カイトは慌てて立ち上がり、何事もなかったかのようにもう一度椅子に座った。

 メイがドアを開けたのは、その行動が終わった次の時で。

 非常にみっともないところを、見られずに済んだ。

 しかし、カイトのプライド本体は、まざまざといまの失態を見ていて。
 心の中で、何人かの自分がケンカを始めたのが分かった。

 チャンチャンバラバラと火花が散る。

 それを押し殺した表情は、どうしても険しくなって。

 何事もなかったように振る舞いたかったけれども、出来そうになかった。

 メイは、一歩部屋に入ったところで止まった。

 そして、彼の方を見る。

 服はきちんと着替えてあった。あの白いワンピースだ。

 一番最初に、カイトを撃ち抜いた服。

「あの…」

 不安そうな目だった。

 もしかしたら、カイトが怒っていると思ってるのかもしれない。

 いや、あの件に関しては怒っていた。
 それは間違いない。

 しかし、怒っているからと言って、それをずっと引きずりたくはなかった。

 洋服一つのくだらない出来事だ。

 彼にとっては大きな衝撃であったが、一般論から見たら、本当にくだらない出来事だったのである。

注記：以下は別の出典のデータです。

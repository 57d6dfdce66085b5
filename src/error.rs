use thiserror::Error;

#[derive(Error, Debug)]
pub enum EtlError {
    #[error("Object not found in store: {0}")]
    NotFound(String),

    #[error("Missing required columns: {}", missing.join(", "))]
    Schema { missing: Vec<String> },

    #[error("Remote call failed: {0}")]
    Remote(String),

    #[error("Spreadsheet error: {0}")]
    Spreadsheet(String),

    #[error("Configuration error: {0}")]
    Config(String),

    #[error("IO error: {0}")]
    Io(#[from] std::io::Error),

    #[error("JSON error: {0}")]
    Json(#[from] serde_json::Error),

    #[error("Polars error: {0}")]
    Polars(#[from] polars::error::PolarsError),
}

pub type Result<T> = std::result::Result<T, EtlError>;
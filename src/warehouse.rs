//! Warehouse sink port: a table sink with truncate-and-replace semantics.

use crate::error::{EtlError, Result};
use async_trait::async_trait;
use polars::prelude::*;
use std::path::PathBuf;
use tracing::info;

#[async_trait]
pub trait WarehouseSink: Send + Sync {
    /// Replace the destination table's contents with the given rows.
    async fn load(&self, table: &str, df: &DataFrame) -> Result<()>;
}

/// Parquet-file warehouse: each table is `<root>/<table>.parquet`, rewritten
/// in full on every load.
pub struct ParquetWarehouse {
    root: PathBuf,
}

impl ParquetWarehouse {
    pub fn new(root: impl Into<PathBuf>) -> Self {
        Self { root: root.into() }
    }

    pub fn table_path(&self, table: &str) -> PathBuf {
        self.root.join(format!("{table}.parquet"))
    }
}

#[async_trait]
impl WarehouseSink for ParquetWarehouse {
    async fn load(&self, table: &str, df: &DataFrame) -> Result<()> {
        tokio::fs::create_dir_all(&self.root).await?;
        let path = self.table_path(table);

        info!("Loading {} rows into table '{}'", df.height(), table);
        let mut file = std::fs::File::create(&path)
            .map_err(|e| EtlError::Remote(format!("Cannot open table '{table}': {e}")))?;
        ParquetWriter::new(&mut file)
            .finish(&mut df.clone())
            .map_err(|e| EtlError::Remote(format!("Load into '{table}' failed: {e}")))?;

        info!("Table '{}' replaced successfully", table);
        Ok(())
    }
}
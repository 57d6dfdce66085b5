//! Forecast dataset: cleaning and aggregation to the composite business key.

use crate::cleaning::{harmonize_column_types, remove_duplicates, remove_empty_rows, remove_unwanted_columns};
use crate::error::Result;
use crate::schema::{
    self, COMPOSITE_KEY, FORECAST_KG, FORECAST_RENAMES, FORECAST_USD, MONTH_NAME, MONTH_NUMBER,
    UNWANTED_COLUMNS, YEAR,
};
use polars::prelude::*;
use tracing::info;

/// Columns that must exist before the forecast can be aggregated.
const REQUIRED: [&str; 12] = [
    YEAR,
    MONTH_NUMBER,
    MONTH_NAME,
    schema::COUNTRY,
    schema::BUSINESS_UNIT,
    schema::CATEGORY,
    schema::BRAND,
    schema::SUB_BRAND,
    schema::MATERIAL_CODE,
    schema::MATERIAL_DESCRIPTION,
    FORECAST_USD,
    FORECAST_KG,
];

/// Basic cleaning of the freshly decoded forecast sheet: canonical column
/// names, no empty or duplicate rows, junk columns dropped, harmonized types.
pub fn clean_forecast(df: DataFrame) -> Result<DataFrame> {
    let df = schema::rename_to_canonical(df, &FORECAST_RENAMES)?;
    let df = remove_empty_rows(df)?;
    let df = remove_duplicates(df)?;
    let df = remove_unwanted_columns(df, &UNWANTED_COLUMNS)?;
    harmonize_column_types(df)
}

/// Aggregate the cleaned forecast to one row per composite key.
///
/// Derives `month_number` from the month name via the fixed lookup (unmapped
/// names become null), assigns the constant fiscal year, validates required
/// columns, filters to positive measures with a known month, and sums both
/// measures per key.
pub fn aggregate_forecast(df: DataFrame, fiscal_year: i64) -> Result<DataFrame> {
    schema::ensure_columns(&df, &[MONTH_NAME])?;
    let df = derive_month_number(df)?;
    let df = df
        .lazy()
        .with_columns([lit(fiscal_year).cast(DataType::Int64).alias(YEAR)])
        .collect()?;

    schema::ensure_columns(&df, &REQUIRED)?;

    let before = df.height();
    let keys: Vec<Expr> = COMPOSITE_KEY.iter().map(|c| col(c)).collect();
    let aggregated = df
        .lazy()
        .filter(
            col(FORECAST_USD)
                .gt(lit(0.0))
                .and(col(FORECAST_KG).gt(lit(0.0)))
                .and(col(MONTH_NUMBER).is_not_null()),
        )
        .group_by(keys)
        .agg([col(FORECAST_USD).sum(), col(FORECAST_KG).sum()])
        .collect()?;

    info!(
        "Forecast aggregated: {} raw rows -> {} keyed rows",
        before,
        aggregated.height()
    );
    Ok(aggregated)
}

/// Map the month-name column to a month number. Output column is nullable
/// Int64; rows whose month name is not one of the twelve fixed entries get
/// null and are filtered out during aggregation.
fn derive_month_number(mut df: DataFrame) -> Result<DataFrame> {
    let names = df.column(MONTH_NAME)?.str()?.clone();
    let numbers: Int64Chunked = names
        .into_iter()
        .map(|opt| opt.and_then(schema::month_number))
        .collect();
    df.with_column(numbers.into_series().with_name(MONTH_NUMBER))?;
    Ok(df)
}

#[cfg(test)]
mod tests {
    use super::*;
    use crate::schema::{
        BRAND, BUSINESS_UNIT, CATEGORY, COUNTRY, MATERIAL_CODE, MATERIAL_DESCRIPTION, SUB_BRAND,
    };

    fn raw_forecast() -> DataFrame {
        df![
            MONTH_NAME => ["enero", "enero", "sometime", "febrero"],
            COUNTRY => ["co", "co", "co", "gt"],
            BUSINESS_UNIT => ["food", "food", "food", "food"],
            CATEGORY => ["snacks", "snacks", "snacks", "snacks"],
            BRAND => ["acme", "acme", "acme", "acme"],
            SUB_BRAND => ["mini", "mini", "mini", "mini"],
            MATERIAL_CODE => ["m1", "m1", "m1", "m2"],
            MATERIAL_DESCRIPTION => ["bar", "bar", "bar", "box"],
            FORECAST_USD => [100.0, 50.0, 40.0, 0.0],
            FORECAST_KG => [10.0, 5.0, 4.0, 3.0],
        ]
        .unwrap()
    }

    #[test]
    fn sums_measures_per_key() {
        let out = aggregate_forecast(raw_forecast(), 2025).unwrap();
        // the "sometime" row has no month number, the 0-usd row fails the
        // positive filter, and the two enero/m1 rows collapse into one key
        assert_eq!(out.height(), 1);
        let usd = out.column(FORECAST_USD).unwrap().f64().unwrap().get(0);
        assert_eq!(usd, Some(150.0));
        let year = out.column(YEAR).unwrap().i64().unwrap().get(0);
        assert_eq!(year, Some(2025));
        let month = out.column(MONTH_NUMBER).unwrap().i64().unwrap().get(0);
        assert_eq!(month, Some(1));
    }

    #[test]
    fn aggregation_is_associative_across_key_partitions() {
        let df = raw_forecast();
        let whole = aggregate_forecast(df.clone(), 2025).unwrap();

        // partition by material and aggregate each part separately
        let part1 = df
            .clone()
            .lazy()
            .filter(col(MATERIAL_CODE).eq(lit("m1")))
            .collect()
            .unwrap();
        let part2 = df
            .lazy()
            .filter(col(MATERIAL_CODE).eq(lit("m2")))
            .collect()
            .unwrap();
        let agg1 = aggregate_forecast(part1, 2025).unwrap();
        let agg2 = aggregate_forecast(part2, 2025).unwrap();
        assert_eq!(whole.height(), agg1.height() + agg2.height());

        let total: f64 = whole.column(FORECAST_USD).unwrap().f64().unwrap().sum().unwrap();
        let split: f64 = agg1.column(FORECAST_USD).unwrap().f64().unwrap().sum().unwrap_or(0.0)
            + agg2.column(FORECAST_USD).unwrap().f64().unwrap().sum().unwrap_or(0.0);
        assert_eq!(total, split);
    }

    #[test]
    fn missing_columns_abort_with_names() {
        let df = df![MONTH_NAME => ["enero"]].unwrap();
        let err = aggregate_forecast(df, 2025).unwrap_err();
        assert!(err.to_string().contains(FORECAST_USD));
    }
}
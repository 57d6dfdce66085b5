//! Reconciliation of aggregated forecast against current-year aggregated sales.

use crate::error::Result;
use crate::schema::{
    self, DISCOUNT_PCT, DISCOUNT_USD, FORECAST_KG, FORECAST_USD, GROSS_SALES_USD, JOIN_KEY,
    KG_ATTAINMENT, KG_DELTA, MONTH_NAME, NET_SALES_KG, NET_SALES_UNITS, NET_SALES_USD, RETURNS_USD,
    RETURN_PCT, USD_ATTAINMENT, USD_DELTA, YEAR,
};
use polars::prelude::*;
use tracing::{info, warn};

/// Suffix polars appends to sales-side columns that collide with forecast
/// columns in the join.
const SALES_SUFFIX: &str = "_sales";

const FORECAST_REQUIRED: [&str; 11] = [
    YEAR,
    schema::MONTH_NUMBER,
    schema::COUNTRY,
    schema::BUSINESS_UNIT,
    schema::CATEGORY,
    schema::BRAND,
    schema::SUB_BRAND,
    schema::MATERIAL_CODE,
    schema::MATERIAL_DESCRIPTION,
    FORECAST_USD,
    FORECAST_KG,
];

const SALES_REQUIRED: [&str; 11] = [
    YEAR,
    schema::MONTH_NUMBER,
    schema::COUNTRY,
    schema::BUSINESS_UNIT,
    schema::CATEGORY,
    schema::BRAND,
    schema::SUB_BRAND,
    schema::MATERIAL_CODE,
    schema::MATERIAL_DESCRIPTION,
    NET_SALES_USD,
    NET_SALES_KG,
];

/// Measures carried over from the sales side; zero-filled for forecast rows
/// with no matching sales.
const SALES_MEASURES: [&str; 8] = [
    GROSS_SALES_USD,
    NET_SALES_USD,
    NET_SALES_KG,
    NET_SALES_UNITS,
    RETURNS_USD,
    DISCOUNT_USD,
    DISCOUNT_PCT,
    RETURN_PCT,
];

/// Left-join the aggregated forecast against the fiscal-year slice of the
/// aggregated sales and compute absolute deltas and attainment ratios.
///
/// Every forecast row is preserved. Unmatched rows get zero-filled sales
/// measures, so their deltas equal the negated forecast measures and their
/// attainments are 0. Attainment is also 0 whenever the forecast measure is 0.
pub fn reconcile(forecast: DataFrame, sales: DataFrame, fiscal_year: i64) -> Result<DataFrame> {
    schema::ensure_columns(&forecast, &FORECAST_REQUIRED)?;
    schema::ensure_columns(&sales, &SALES_REQUIRED)?;

    let sales_fy = sales
        .lazy()
        .filter(col(YEAR).eq(lit(fiscal_year)))
        .collect()?;
    info!("Sales rows in fiscal year {}: {}", fiscal_year, sales_fy.height());

    let keys: Vec<Expr> = JOIN_KEY.iter().map(|c| col(c)).collect();

    let matches = forecast
        .clone()
        .lazy()
        .join(
            sales_fy.clone().lazy(),
            keys.clone(),
            keys.clone(),
            JoinArgs::new(JoinType::Inner),
        )
        .collect()?;
    info!("Matching composite keys: {}", matches.height());

    let mut joined = forecast
        .clone()
        .lazy()
        .join(
            sales_fy.lazy(),
            keys.clone(),
            keys,
            JoinArgs {
                suffix: Some(SALES_SUFFIX.to_string()),
                ..JoinArgs::new(JoinType::Left)
            },
        )
        .collect()?;

    // month_name is not part of the join key (it is functionally dependent on
    // month_number), so the sales copy comes back suffixed; the forecast copy
    // is the canonical one.
    let duplicated_month = format!("{MONTH_NAME}{SALES_SUFFIX}");
    if joined.get_column_names().contains(&duplicated_month.as_str()) {
        joined = joined.drop(&duplicated_month)?;
    }

    let unmatched = joined.column(NET_SALES_USD)?.null_count();
    if unmatched > 0 {
        warn!("Forecast rows without matching sales: {}", unmatched);
    }

    let joined_names: Vec<String> = joined
        .get_column_names()
        .iter()
        .map(|n| n.to_string())
        .collect();
    let zero_fill: Vec<Expr> = SALES_MEASURES
        .iter()
        .filter(|m| joined_names.iter().any(|n| n.as_str() == **m))
        .map(|m| col(m).fill_null(lit(0.0)))
        .collect();

    let compared = joined
        .lazy()
        .with_columns(zero_fill)
        .with_columns([
            (col(NET_SALES_USD) - col(FORECAST_USD)).alias(USD_DELTA),
            (col(NET_SALES_KG) - col(FORECAST_KG)).alias(KG_DELTA),
            when(col(FORECAST_USD).eq(lit(0.0)))
                .then(lit(0.0))
                .otherwise(col(NET_SALES_USD) / col(FORECAST_USD))
                .round(4)
                .alias(USD_ATTAINMENT),
            when(col(FORECAST_KG).eq(lit(0.0)))
                .then(lit(0.0))
                .otherwise(col(NET_SALES_KG) / col(FORECAST_KG))
                .round(4)
                .alias(KG_ATTAINMENT),
        ])
        .with_columns([
            dtype_cols(&[DataType::Float64]).fill_null(lit(0.0)),
            dtype_cols(&[DataType::Int64]).fill_null(lit(0i64)),
        ])
        .collect()?;

    Ok(compared)
}
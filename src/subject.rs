//! Multicast sources.
//!
//! A [`Subject`] is both an observer and a source: whatever it is fed is
//! broadcast to every current subscriber. Observers are snapshotted before
//! each broadcast, so subscribing or unsubscribing from inside a
//! notification affects only later notifications.

use std::cell::RefCell;
use std::rc::Rc;

use crate::error::StreamError;
use crate::observable::{IntoObservable, Observable};
use crate::subscriber::{Observer, Subscriber};
use crate::subscription::Teardown;

enum Terminal {
    Errored(StreamError),
    Completed,
}

struct SubjectState<T> {
    observers: Vec<(u64, Subscriber<T>)>,
    next_id: u64,
    terminal: Option<Terminal>,
}

/// Broadcasts notifications to all current subscribers.
pub struct Subject<T> {
    state: Rc<RefCell<SubjectState<T>>>,
}

impl<T> Clone for Subject<T> {
    fn clone(&self) -> Self {
        Self {
            state: self.state.clone(),
        }
    }
}

impl<T: Clone + 'static> Subject<T> {
    /// Create a subject with no subscribers.
    pub fn new() -> Self {
        Self {
            state: Rc::new(RefCell::new(SubjectState {
                observers: Vec::new(),
                next_id: 0,
                terminal: None,
            })),
        }
    }

    /// Broadcast a value.
    pub fn next(&self, value: T) {
        for subscriber in self.snapshot() {
            subscriber.next(value.clone());
        }
    }

    /// Broadcast an error and stop.
    pub fn error(&self, err: StreamError) {
        for subscriber in self.terminate(Terminal::Errored(err.clone())) {
            subscriber.error(err.clone());
        }
    }

    /// Broadcast completion and stop.
    pub fn complete(&self) {
        for subscriber in self.terminate(Terminal::Completed) {
            subscriber.complete();
        }
    }

    /// Number of current subscribers.
    pub fn observer_count(&self) -> usize {
        self.state.borrow().observers.len()
    }

    /// Whether the subject has terminated.
    pub fn is_stopped(&self) -> bool {
        self.state.borrow().terminal.is_some()
    }

    /// The subject as a plain source.
    pub fn as_observable(&self) -> Observable<T> {
        let state = self.state.clone();
        Observable::new(move |subscriber| {
            let terminal = match &state.borrow().terminal {
                Some(Terminal::Errored(err)) => Some(Err(err.clone())),
                Some(Terminal::Completed) => Some(Ok(())),
                None => None,
            };
            match terminal {
                Some(Err(err)) => {
                    subscriber.error(err);
                    return Teardown::empty();
                }
                Some(Ok(())) => {
                    subscriber.complete();
                    return Teardown::empty();
                }
                None => {}
            }

            let id = {
                let mut state = state.borrow_mut();
                let id = state.next_id;
                state.next_id += 1;
                state.observers.push((id, subscriber.clone()));
                id
            };
            let state = state.clone();
            Teardown::action(move || {
                state.borrow_mut().observers.retain(|(other, _)| *other != id);
            })
        })
    }

    fn snapshot(&self) -> Vec<Subscriber<T>> {
        let state = self.state.borrow();
        if state.terminal.is_some() {
            return Vec::new();
        }
        state.observers.iter().map(|(_, s)| s.clone()).collect()
    }

    fn terminate(&self, terminal: Terminal) -> Vec<Subscriber<T>> {
        let mut state = self.state.borrow_mut();
        if state.terminal.is_some() {
            return Vec::new();
        }
        state.terminal = Some(terminal);
        std::mem::take(&mut state.observers)
            .into_iter()
            .map(|(_, s)| s)
            .collect()
    }
}

impl<T: Clone + 'static> Default for Subject<T> {
    fn default() -> Self {
        Self::new()
    }
}

impl<T: Clone + 'static> Observer<T> for Subject<T> {
    fn next(&self, value: T) {
        Subject::next(self, value)
    }

    fn error(&self, err: StreamError) {
        Subject::error(self, err)
    }

    fn complete(&self) {
        Subject::complete(self)
    }
}

impl<T: Clone + 'static> IntoObservable<T> for Subject<T> {
    fn into_observable(self) -> Observable<T> {
        self.as_observable()
    }
}

/// A [`Subject`] that remembers its latest value and replays it to each new
/// subscriber.
pub struct BehaviorSubject<T> {
    subject: Subject<T>,
    value: Rc<RefCell<T>>,
}

impl<T> Clone for BehaviorSubject<T> {
    fn clone(&self) -> Self {
        Self {
            subject: self.subject.clone(),
            value: self.value.clone(),
        }
    }
}

impl<T: Clone + 'static> BehaviorSubject<T> {
    /// Create with an initial value.
    pub fn new(initial: T) -> Self {
        Self {
            subject: Subject::new(),
            value: Rc::new(RefCell::new(initial)),
        }
    }

    /// The latest value.
    pub fn value(&self) -> T {
        self.value.borrow().clone()
    }

    /// Store and broadcast a value.
    pub fn next(&self, value: T) {
        *self.value.borrow_mut() = value.clone();
        self.subject.next(value);
    }

    /// Broadcast an error and stop.
    pub fn error(&self, err: StreamError) {
        self.subject.error(err);
    }

    /// Broadcast completion and stop.
    pub fn complete(&self) {
        self.subject.complete();
    }

    /// The subject as a plain source.
    ///
    /// A subscriber is registered before the current value is replayed to
    /// it, so values pushed from inside that replay reach it as well.
    pub fn as_observable(&self) -> Observable<T> {
        let inner = self.subject.as_observable();
        let value = self.value.clone();
        Observable::new(move |subscriber| {
            inner.subscribe_subscriber(subscriber.clone());
            if !subscriber.is_closed() {
                let current = value.borrow().clone();
                subscriber.next(current);
            }
            Teardown::empty()
        })
    }
}

impl<T: Clone + 'static> IntoObservable<T> for BehaviorSubject<T> {
    fn into_observable(self) -> Observable<T> {
        self.as_observable()
    }
}
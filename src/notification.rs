//! Reified stream events.

use std::fmt;

use crate::error::StreamError;
use crate::observable::Observable;
use crate::subscriber::Observer;
use crate::subscription::Teardown;

/// The kind of a [`Notification`].
#[derive(Debug, Clone, Copy, PartialEq, Eq, Hash)]
pub enum NotificationKind {
    /// A value
    Next,
    /// Terminal error
    Error,
    /// Terminal completion
    Complete,
}

impl fmt::Display for NotificationKind {
    fn fmt(&self, f: &mut fmt::Formatter<'_>) -> fmt::Result {
        match self {
            Self::Next => write!(f, "N"),
            Self::Error => write!(f, "E"),
            Self::Complete => write!(f, "C"),
        }
    }
}

/// One event of a stream, as a value.
#[derive(Debug, Clone, PartialEq, Eq)]
pub enum Notification<T> {
    /// A value
    Next(T),
    /// The stream failed
    Error(StreamError),
    /// The stream completed
    Complete,
}

impl<T> Notification<T> {
    /// The kind tag.
    pub fn kind(&self) -> NotificationKind {
        match self {
            Notification::Next(_) => NotificationKind::Next,
            Notification::Error(_) => NotificationKind::Error,
            Notification::Complete => NotificationKind::Complete,
        }
    }

    /// The carried value, for `Next`.
    pub fn value(&self) -> Option<&T> {
        match self {
            Notification::Next(v) => Some(v),
            _ => None,
        }
    }

    /// The carried error, for `Error`.
    pub fn error(&self) -> Option<&StreamError> {
        match self {
            Notification::Error(e) => Some(e),
            _ => None,
        }
    }

    /// Whether this is `Error` or `Complete`.
    pub fn is_terminal(&self) -> bool {
        !matches!(self, Notification::Next(_))
    }

    /// Deliver this notification to an observer.
    pub fn accept<O: Observer<T> + ?Sized>(self, observer: &O) {
        match self {
            Notification::Next(v) => observer.next(v),
            Notification::Error(e) => observer.error(e),
            Notification::Complete => observer.complete(),
        }
    }

    /// Map the carried value, keeping the kind.
    pub fn map<R>(self, f: impl FnOnce(T) -> R) -> Notification<R> {
        match self {
            Notification::Next(v) => Notification::Next(f(v)),
            Notification::Error(e) => Notification::Error(e),
            Notification::Complete => Notification::Complete,
        }
    }
}

impl<T: Clone + 'static> Notification<T> {
    /// An observable that replays this single notification.
    ///
    /// A `Next` is followed by completion.
    pub fn into_observable(self) -> Observable<T> {
        Observable::new(move |subscriber| {
            let notification = self.clone();
            let terminal = notification.is_terminal();
            notification.accept(&subscriber);
            if !terminal {
                subscriber.complete();
            }
            Teardown::empty()
        })
    }
}

#[cfg(test)]
mod tests {
    use super::*;

    #[test]
    fn test_kind_and_accessors() {
        let next = Notification::Next(3);
        assert_eq!(next.kind(), NotificationKind::Next);
        assert_eq!(next.value(), Some(&3));
        assert!(next.error().is_none());
        assert!(!next.is_terminal());

        let err: Notification<i32> = Notification::Error(StreamError::source("bad"));
        assert_eq!(err.kind().to_string(), "E");
        assert_eq!(err.error(), Some(&StreamError::source("bad")));
        assert!(err.is_terminal());

        let done: Notification<i32> = Notification::Complete;
        assert_eq!(done.kind().to_string(), "C");
        assert!(done.value().is_none());
    }

    #[test]
    fn test_map_keeps_kind() {
        assert_eq!(Notification::Next(2).map(|v| v * 10), Notification::Next(20));
        let done: Notification<i32> = Notification::Complete;
        assert_eq!(done.map(|v| v * 10), Notification::Complete);
    }
}
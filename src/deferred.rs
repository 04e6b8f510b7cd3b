//! A promise-like single value.
//!
//! A [`Deferred`] settles at most once, either with a value or an error.
//! As an observable it emits the value and completes, or errors. Subscribers
//! arriving after settlement get the outcome through the context's
//! scheduler with zero delay.

use std::cell::{Cell, RefCell};
use std::rc::Rc;

use crate::error::StreamError;
use crate::observable::{IntoObservable, Observable};
use crate::subscriber::Subscriber;
use crate::subscription::Teardown;

enum Settlement<T> {
    Pending(Vec<(u64, Subscriber<T>)>),
    Resolved(T),
    Rejected(StreamError),
}

struct Shared<T> {
    settlement: RefCell<Settlement<T>>,
    next_id: Cell<u64>,
}

/// A one-shot value that may not be known yet.
pub struct Deferred<T> {
    shared: Rc<Shared<T>>,
}

impl<T> Clone for Deferred<T> {
    fn clone(&self) -> Self {
        Self {
            shared: self.shared.clone(),
        }
    }
}

impl<T: Clone + 'static> Deferred<T> {
    /// Create a pending deferred.
    pub fn new() -> Self {
        Self::with(Settlement::Pending(Vec::new()))
    }

    /// Create a deferred already resolved with `value`.
    pub fn resolved(value: T) -> Self {
        Self::with(Settlement::Resolved(value))
    }

    /// Create a deferred already rejected with `err`.
    pub fn rejected(err: StreamError) -> Self {
        Self::with(Settlement::Rejected(err))
    }

    fn with(settlement: Settlement<T>) -> Self {
        Self {
            shared: Rc::new(Shared {
                settlement: RefCell::new(settlement),
                next_id: Cell::new(0),
            }),
        }
    }

    /// Whether the deferred has settled.
    pub fn is_settled(&self) -> bool {
        !matches!(&*self.shared.settlement.borrow(), Settlement::Pending(_))
    }

    /// Settle with a value. Ignored if already settled.
    pub fn resolve(&self, value: T) {
        for waiter in self.settle(Settlement::Resolved(value.clone())) {
            waiter.next(value.clone());
            waiter.complete();
        }
    }

    /// Settle with an error. Ignored if already settled.
    pub fn reject(&self, err: StreamError) {
        for waiter in self.settle(Settlement::Rejected(err.clone())) {
            waiter.error(err.clone());
        }
    }

    fn settle(&self, outcome: Settlement<T>) -> Vec<Subscriber<T>> {
        let mut settlement = self.shared.settlement.borrow_mut();
        match &mut *settlement {
            Settlement::Pending(waiters) => {
                let waiters = std::mem::take(waiters);
                *settlement = outcome;
                waiters.into_iter().map(|(_, s)| s).collect()
            }
            _ => {
                tracing::trace!("ignoring second settlement of deferred value");
                Vec::new()
            }
        }
    }
}

impl<T: Clone + 'static> Default for Deferred<T> {
    fn default() -> Self {
        Self::new()
    }
}

impl<T: Clone + 'static> IntoObservable<T> for Deferred<T> {
    fn into_observable(self) -> Observable<T> {
        let shared = self.shared;
        Observable::new(move |subscriber| {
            let id = shared.next_id.get();
            let outcome = match &mut *shared.settlement.borrow_mut() {
                Settlement::Pending(waiters) => {
                    shared.next_id.set(id + 1);
                    waiters.push((id, subscriber.clone()));
                    None
                }
                Settlement::Resolved(v) => Some(Ok(v.clone())),
                Settlement::Rejected(e) => Some(Err(e.clone())),
            };

            let Some(result) = outcome else {
                let shared = shared.clone();
                return Teardown::action(move || {
                    if let Settlement::Pending(waiters) = &mut *shared.settlement.borrow_mut() {
                        waiters.retain(|(waiter, _)| *waiter != id);
                    }
                });
            };

            let target = subscriber.clone();
            subscriber
                .context()
                .scheduler()
                .schedule(
                    0,
                    Box::new(move || match result {
                        Ok(v) => {
                            target.next(v);
                            target.complete();
                        }
                        Err(e) => target.error(e),
                    }),
                )
                .into()
        })
    }
}

#[cfg(test)]
mod tests {
    use super::*;
    use crate::testing::Recorder;
    use crate::Notification;

    #[test]
    fn test_pending_then_resolved() {
        let deferred = Deferred::new();
        let recorder = Recorder::new();
        deferred.clone().into_observable().subscribe(recorder.clone());
        assert!(recorder.notifications().is_empty());

        deferred.resolve(7);
        deferred.resolve(8);

        assert_eq!(
            recorder.notifications(),
            vec![Notification::Next(7), Notification::Complete]
        );
    }

    #[test]
    fn test_late_subscriber_gets_settlement() {
        let deferred = Deferred::rejected(StreamError::source("nope"));
        let recorder = Recorder::<i32>::new();
        deferred.into_observable().subscribe(recorder.clone());

        assert_eq!(
            recorder.notifications(),
            vec![Notification::Error(StreamError::source("nope"))]
        );
    }

    #[test]
    fn test_unsubscribed_waiter_is_dropped() {
        let deferred = Deferred::new();
        let recorder = Recorder::new();
        let sub = deferred.clone().into_observable().subscribe(recorder.clone());

        sub.unsubscribe();
        deferred.resolve(1);

        assert!(recorder.notifications().is_empty());
        assert!(deferred.is_settled());
    }
}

 そんなことを、引きずっていると思われるのはイヤだった。

 メイが、自分についてイヤな評価を下すかと思うと、そっちの方が腹が立った。

「何だ?」

 すっと横に目をそらしながら聞く。

 ちゃんと見るには目つきが悪いだろうし、さっきの記憶がまだ彼を苦しめているのも確かだった。

 まともに顔を見られそうにない。

「あの…朝から何も召し上がられてませんよね? 夕食作りましょうか?」

 言葉がすごく遠慮がちなのは、やっぱりあの事件のせいだろう。

 いつもならもう勝手に作っているに違いないのに、ワザワザ許可を取ってくるのだ。